WHAT IS NEEDED:
Go through the lines below. Copy those with "return".

[Collected data entries]
· · · · ·
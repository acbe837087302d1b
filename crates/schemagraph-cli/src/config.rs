//! Configuration management for the CLI
//!
//! Settings are layered:
//! - Default values
//! - A configuration file (YAML, JSON or TOML)
//! - Environment variables (logging only)
//! - Command-line arguments

use crate::cli::OutputFormat;
use crate::error::{CliError, Result};
use crate::logging::LogFormat;
use schemagraph::LoaderConfig;
use serde::{Deserialize, Serialize};
use std::path::{Path, PathBuf};

/// Base name of configuration files
const CONFIG_STEM: &str = ".schemagraph";

/// Extensions probed, in order, for a configuration file
const CONFIG_EXTENSIONS: &[&str] = &["yaml", "yml", "json", "toml"];

/// Main configuration structure
#[derive(Debug, Clone, Default, PartialEq, Serialize, Deserialize)]
#[serde(default)]
pub struct Config {
    /// Schema loader settings
    pub loader: LoaderConfig,

    /// Output settings
    pub output: OutputConfig,

    /// Logging settings
    pub logging: LoggingSettings,
}

/// Output configuration
#[derive(Debug, Clone, PartialEq, Serialize, Deserialize)]
#[serde(default)]
pub struct OutputConfig {
    /// Default output format
    pub format: OutputFormat,

    /// Use colored output when writing to a terminal
    pub color: bool,
}

/// Logging configuration from the file; flags and environment win over it
#[derive(Debug, Clone, Default, PartialEq, Serialize, Deserialize)]
#[serde(default)]
pub struct LoggingSettings {
    /// Log level filter used when no `-v` flag is given
    pub level: Option<String>,

    /// Log format (compact, full, json)
    pub format: Option<LogFormat>,
}

impl Default for OutputConfig {
    fn default() -> Self {
        Self {
            format: OutputFormat::Human,
            color: true,
        }
    }
}

impl Config {
    /// Load configuration from a file, choosing the parser by extension
    pub fn from_file(path: &Path) -> Result<Self> {
        if !path.exists() {
            return Err(CliError::FileNotFound {
                path: path.to_path_buf(),
            });
        }
        let content = std::fs::read_to_string(path)?;

        let config = match path.extension().and_then(|s| s.to_str()) {
            Some("yaml") | Some("yml") => serde_yaml::from_str(&content)?,
            Some("json") => serde_json::from_str(&content)?,
            Some("toml") => toml::from_str(&content)?,
            _ => {
                return Err(CliError::InvalidFormat {
                    path: path.to_path_buf(),
                    expected: "YAML, JSON or TOML".to_string(),
                })
            }
        };

        Ok(config)
    }

    /// Load configuration from the first default location that exists
    pub fn load() -> Result<Self> {
        for path in Self::default_config_paths() {
            if path.exists() {
                match Self::from_file(&path) {
                    Ok(config) => return Ok(config),
                    Err(e) => {
                        eprintln!("Warning: Failed to load config from {:?}: {}", path, e);
                    }
                }
            }
        }

        Ok(Self::default())
    }

    /// Load configuration from a specific file or default locations
    pub fn load_with_file(file: Option<&Path>) -> Result<Self> {
        match file {
            Some(path) => Self::from_file(path),
            None => Self::load(),
        }
    }

    /// Default configuration file paths to check
    fn default_config_paths() -> Vec<PathBuf> {
        let mut paths: Vec<PathBuf> = CONFIG_EXTENSIONS
            .iter()
            .map(|ext| PathBuf::from(format!("{}.{}", CONFIG_STEM, ext)))
            .collect();

        if let Some(config_dir) = dirs::config_dir() {
            let dir = config_dir.join("schemagraph");
            paths.extend(CONFIG_EXTENSIONS.iter().map(|ext| dir.join(format!("config.{}", ext))));
        }

        paths
    }

    /// Save configuration to a file in the format its extension names
    #[cfg(test)]
    pub fn save(&self, path: &Path) -> Result<()> {
        let content = match path.extension().and_then(|s| s.to_str()) {
            Some("yaml") | Some("yml") => serde_yaml::to_string(self)?,
            Some("toml") => toml::to_string_pretty(self).map_err(|e| CliError::config(e.to_string()))?,
            _ => serde_json::to_string_pretty(self)?,
        };

        if let Some(parent) = path.parent() {
            std::fs::create_dir_all(parent)?;
        }

        std::fs::write(path, content)?;
        Ok(())
    }
}

#[cfg(test)]
mod tests {
    use super::*;
    use schemagraph::Draft;
    use tempfile::TempDir;

    #[test]
    fn test_defaults() {
        let config = Config::default();
        assert_eq!(config.loader, LoaderConfig::default());
        assert_eq!(config.output.format, OutputFormat::Human);
        assert!(config.output.color);
        assert!(config.logging.level.is_none());
    }

    #[test]
    fn test_partial_yaml_keeps_defaults() -> Result<()> {
        let dir = TempDir::new()?;
        let path = dir.path().join(".schemagraph.yaml");
        std::fs::write(
            &path,
            "loader:\n  default_draft: draft-07\n  validate: true\noutput:\n  format: json-pretty\n",
        )?;

        let config = Config::from_file(&path)?;
        assert_eq!(config.loader.default_draft, Draft::Draft7);
        assert!(config.loader.validate);
        assert!(config.loader.auto_detect);
        assert_eq!(config.output.format, OutputFormat::JsonPretty);
        assert!(config.output.color);
        Ok(())
    }

    #[test]
    fn test_toml_config() -> Result<()> {
        let dir = TempDir::new()?;
        let path = dir.path().join("config.toml");
        std::fs::write(
            &path,
            "[loader]\nstrict_formats = true\n\n[logging]\nlevel = \"debug\"\nformat = \"json\"\n",
        )?;

        let config = Config::from_file(&path)?;
        assert!(config.loader.strict_formats);
        assert_eq!(config.logging.level.as_deref(), Some("debug"));
        assert_eq!(config.logging.format, Some(LogFormat::Json));
        Ok(())
    }

    #[test]
    fn test_save_and_reload() -> Result<()> {
        let dir = TempDir::new()?;
        let mut config = Config::default();
        config.loader = config.loader.with_default_draft(Draft::Draft4);
        config.output.color = false;

        for name in ["nested/config.json", "config.yaml", "config.toml"] {
            let path = dir.path().join(name);
            config.save(&path)?;
            assert_eq!(Config::from_file(&path)?, config);
        }
        Ok(())
    }

    #[test]
    fn test_rejected_files() -> Result<()> {
        let dir = TempDir::new()?;

        let missing = Config::from_file(&dir.path().join("absent.yaml")).unwrap_err();
        assert!(matches!(missing, CliError::FileNotFound { .. }));

        let ini = dir.path().join("config.ini");
        std::fs::write(&ini, "[loader]")?;
        assert!(matches!(Config::from_file(&ini).unwrap_err(), CliError::InvalidFormat { .. }));

        let broken = dir.path().join("config.json");
        std::fs::write(&broken, "{\"loader\": {\"default_draft\": \"draft-99\"}}")?;
        assert!(matches!(Config::from_file(&broken).unwrap_err(), CliError::Json(_)));
        Ok(())
    }

    #[test]
    fn test_explicit_file_wins() -> Result<()> {
        let dir = TempDir::new()?;
        let path = dir.path().join("explicit.json");
        std::fs::write(&path, r#"{"output": {"color": false}}"#)?;

        let config = Config::load_with_file(Some(&path))?;
        assert!(!config.output.color);
        Ok(())
    }
}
· · · · ·
ANSWER TO THE EXERCISE:
            return Err(CliError::FileNotFound {
                return Err(CliError::InvalidFormat {
                    Ok(config) => return Ok(config),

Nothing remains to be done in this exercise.